As a Product Manager, your scope of responsibilities calls upon you to get involved across the board in all aspects of the product. There's plenty of work to be done for product requirements, Marketing, Sales, Development, and Professional Services.
In order to be effective as a Product Manager, you need to identify those areas in your organization where there are weaknesses or gaps, and bring your talents and efforts to bear to fill in those gaps. In fact, that idea of "filling in the gaps" might be one of the best ways to define a Product Manager and to provide the answer to the question you get from nearly everyone you meet: "What exactly does a Product Manager do?"
But pursuing a strategy of filling in the gaps can be a recipe for working harder, not smarter, if there are too many gaps to fill. And usually there is no shortage of these. As with all endeavors where there's too little of you to go around, you need to prioritize your efforts and choose the top priorities.
For those of us who do not have the good fortune or luxury of getting to prioritize based on what we like to do most, it becomes necessary to prioritize based on where we can be most effective in making our product more successful. This takes some thoughtful analysis of your product's – and your organization's – situation to determine what factors are most important to its success right now. Then focus your efforts on those factors.
Because there was always something I could contribute to virtually every aspect of the product, I struggled for years to try to determine what I should contribute. It's hard to see through the details and the noise to figure out what will make the biggest difference, what will give you the biggest boost. It's easy to see why everything could be done, but your challenge is to determine what should be done, and done now before you bother with the finer points.
Read on below for some examples of different products at different organizations and in different phases of their life cycle to understand how you can apply careful analysis to figure out what it will take to make your product succeed.
Scouting Out the Terrain
Wherever you find yourself, as Product Manager it's up to you to work with the management team to determine what is the most effective area to focus on to make your product succeed. It takes a little time and a lot of focused attention to assess the product and the company. As Product Manager, it's something you are uniquely positioned to do, because you have the opportunity to see both the big picture as presented by the management team and to get involved in the details like other managers may not be able to do if they are focused on staffing and strategy.

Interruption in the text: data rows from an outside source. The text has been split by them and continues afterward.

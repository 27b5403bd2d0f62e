use tracing_subscriber::{layer::SubscriberExt, util::SubscriberInitExt};

#[derive(Debug, Clone)]
pub struct LoggingConfig {
    pub loki_enabled: bool,
    pub loki_url: Option<String>,
    pub service_name: String,
    pub environment: String,
    pub log_level: String,
}

impl LoggingConfig {
    pub fn from_env() -> Self {
        Self::from_lookup(|key| std::env::var(key).ok())
    }

    pub fn from_lookup<F>(lookup: F) -> Self
    where
        F: Fn(&str) -> Option<String>,
    {
        Self {
            loki_enabled: lookup("LOKI_ENABLED")
                .and_then(|v| v.trim().parse().ok())
                .unwrap_or(false),
            loki_url: lookup("LOKI_URL"),
            service_name: lookup("SERVICE_NAME").unwrap_or_else(|| "marketmood".to_string()),
            environment: lookup("ENVIRONMENT").unwrap_or_else(|| "development".to_string()),
            log_level: lookup("RUST_LOG").unwrap_or_else(|| "info".to_string()),
        }
    }

    pub fn validate(&self) -> Result<(), String> {
        if self.loki_enabled && self.loki_url.is_none() {
            return Err("LOKI_ENABLED is true but LOKI_URL is not set".to_string());
        }
        Ok(())
    }
}

/// Install the global subscriber. Must run inside the tokio runtime when Loki
/// is enabled, since the Loki shipper is spawned as a task.
pub fn init_logging(config: LoggingConfig) -> Result<(), Box<dyn std::error::Error>> {
    config.validate()?;

    #[cfg(feature = "loki")]
    {
        if config.loki_enabled {
            if let Some(loki_url) = config.loki_url.clone() {
                return init_with_loki(config, &loki_url);
            }
        }
    }

    init_console_only(config)
}

fn init_console_only(config: LoggingConfig) -> Result<(), Box<dyn std::error::Error>> {
    tracing_subscriber::registry()
        .with(tracing_subscriber::EnvFilter::new(&config.log_level))
        .with(tracing_subscriber::fmt::layer())
        .try_init()?;

    tracing::info!("📊 Console logging initialized at level {}", config.log_level);
    Ok(())
}

#[cfg(feature = "loki")]
fn init_with_loki(config: LoggingConfig, loki_url: &str) -> Result<(), Box<dyn std::error::Error>> {
    let url = url::Url::parse(loki_url)?;

    let (loki_layer, task) = tracing_loki::builder()
        .label("service", &config.service_name)?
        .label("environment", &config.environment)?
        .build_url(url)?;

    // Ships buffered log lines to Loki in the background
    tokio::spawn(task);

    tracing_subscriber::registry()
        .with(tracing_subscriber::EnvFilter::new(&config.log_level))
        .with(tracing_subscriber::fmt::layer())
        .with(loki_layer)
        .try_init()?;

    tracing::info!("✅ Loki logging initialized at {}", loki_url);
    Ok(())
}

This effort is a little like scouting out the terrain. It requires a lot of walking and looking, including using binoculars and telescopes to get a good closeup view. And things become much more obvious once you're deep into the terrain.
Startups Just Want to Have Funds
Let's start with an example of a startup. When you are a Product Manager at a startup, you are in a situation where the scope of what you could do is largest of all. But what should you do? The short answer to that question is that you should do what directly supports the startup's exit strategy.

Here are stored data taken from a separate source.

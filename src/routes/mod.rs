pub(crate) mod health;
pub(crate) mod market;
pub(crate) mod sentiment;
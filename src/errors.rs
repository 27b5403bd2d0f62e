use axum::http::StatusCode;
use axum::response::{IntoResponse, Response};
use axum::Json;
use thiserror::Error;

#[derive(Debug, Error)]
pub enum AppError {
    #[error("Validation error: {0}")]
    Validation(String),
    #[error("Not found")]
    NotFound,
}

impl IntoResponse for AppError {
    fn into_response(self) -> Response {
        let status = match self {
            AppError::Validation(_) => StatusCode::BAD_REQUEST,
            AppError::NotFound => StatusCode::NOT_FOUND,
        };
        let body = Json(serde_json::json!({ "error": self.to_string() }));
        (status, body).into_response()
    }
}
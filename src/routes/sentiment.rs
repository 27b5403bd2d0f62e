use axum::routing::post;
use axum::{Json, Router};
use tracing::info;

use crate::errors::AppError;
use crate::models::{ClassifyBatchRequest, ClassifyRequest, TextSentiment};
use crate::services::text_sentiment_service;
use crate::state::AppState;

const MAX_BATCH_SIZE: usize = 100;

pub fn router() -> Router<AppState> {
    Router::new()
        .route("/classify", post(classify))
        .route("/classify/batch", post(classify_batch))
}

/// POST /api/sentiment/classify
pub async fn classify(Json(request): Json<ClassifyRequest>) -> Json<TextSentiment> {
    let result = text_sentiment_service::score_text(&request.text);
    info!(
        "POST /api/sentiment/classify - {} chars -> {} ({})",
        request.text.len(),
        result.sentiment,
        result.score
    );
    Json(result)
}

/// POST /api/sentiment/classify/batch
///
/// Results are returned in input order.
pub async fn classify_batch(
    Json(request): Json<ClassifyBatchRequest>,
) -> Result<Json<Vec<TextSentiment>>, AppError> {
    if request.texts.is_empty() {
        return Err(AppError::Validation("texts must not be empty".to_string()));
    }
    if request.texts.len() > MAX_BATCH_SIZE {
        return Err(AppError::Validation(format!(
            "at most {} texts per batch, got {}",
            MAX_BATCH_SIZE,
            request.texts.len()
        )));
    }

    info!("POST /api/sentiment/classify/batch - {} texts", request.texts.len());
    let results: Vec<TextSentiment> = request
        .texts
        .iter()
        .map(|text| text_sentiment_service::score_text(text))
        .collect();

    Ok(Json(results))
}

If the exit strategy is to get acquired by an established company, your focus is helping to sell your product and venture to potential buyers. It's as simple as that, and while of course you need to make sure that your product has the heft needed to appeal to a buyer, your most important contribution may be imparting the product vision and building admiration and excitement for it through discussions and demos that explain how your product can complement or supplement your prospective buyer's existing product line.
A Product Which Doesn't Sell Won't Survive
Many technology startups begin with great products devised by engineers who don't know how to sell them. You could say the same for products coming out of a large, insulated R&D organization at an industry giant.
The software product is well designed and meets a need in the market. The Development team has worked hard with Marketing to put together compelling collateral. And then everyone waits around for the world to beat a path to its door.
But there's no magic formula for making the product fly off the shelves. What it's going to take is a sales force, one that is well informed, articulate about the product, and convincing. As Product Manager, the single most important thing you can do is to support the sales force and get the reps up to speed.
This effort starts with thorough education and confidence boosting. It includes developing sales tools that help your reps recognize and respond intelligently and sensitively to the pains and needs expressed by your prospects. With a small enough sales force, it means being the sales support person on the calls, at least until you can ramp up a staff of sales engineers.
All the other things you could do as Product Manager won't amount to much if the product isn't selling. That's why the focus in this case is sales education and support. Sales success at the end of the current year will lead to a healthy budget for further development and marketing next year.
The Hardest Sell: Your Own Sales Force
Or take the example of a new product at an established company with a sales force that already has a portfolio of products to sell. Your biggest challenge will be to sell to your sales force. As Product Manager, you need to get their attention, capture their imagination, then build mindshare, so that sales reps are on the lookout for prospects for your product.
Of course, this assumes a sales support organization that is ready to deliver support whenever it's needed. But the real challenge in this case is selling your sales force on the appeal of your product, and on how it can help the reps meet their quota.
Think selling to prospects is hard? Try selling to sales reps! Being masters of spin, they'll see through any phony spin on your part really fast. Yet selling to the sales force is the single best way to have an effect on your product's success in this case.
We Need to Build This Mousetrap Better!
In a situation where your product has strong competitors who are improving their products, it's possible for your product to fall behind in terms of capabilities. Your message and marketing may be good enough, but when it comes down to the sale, you lose too many deals to the competition.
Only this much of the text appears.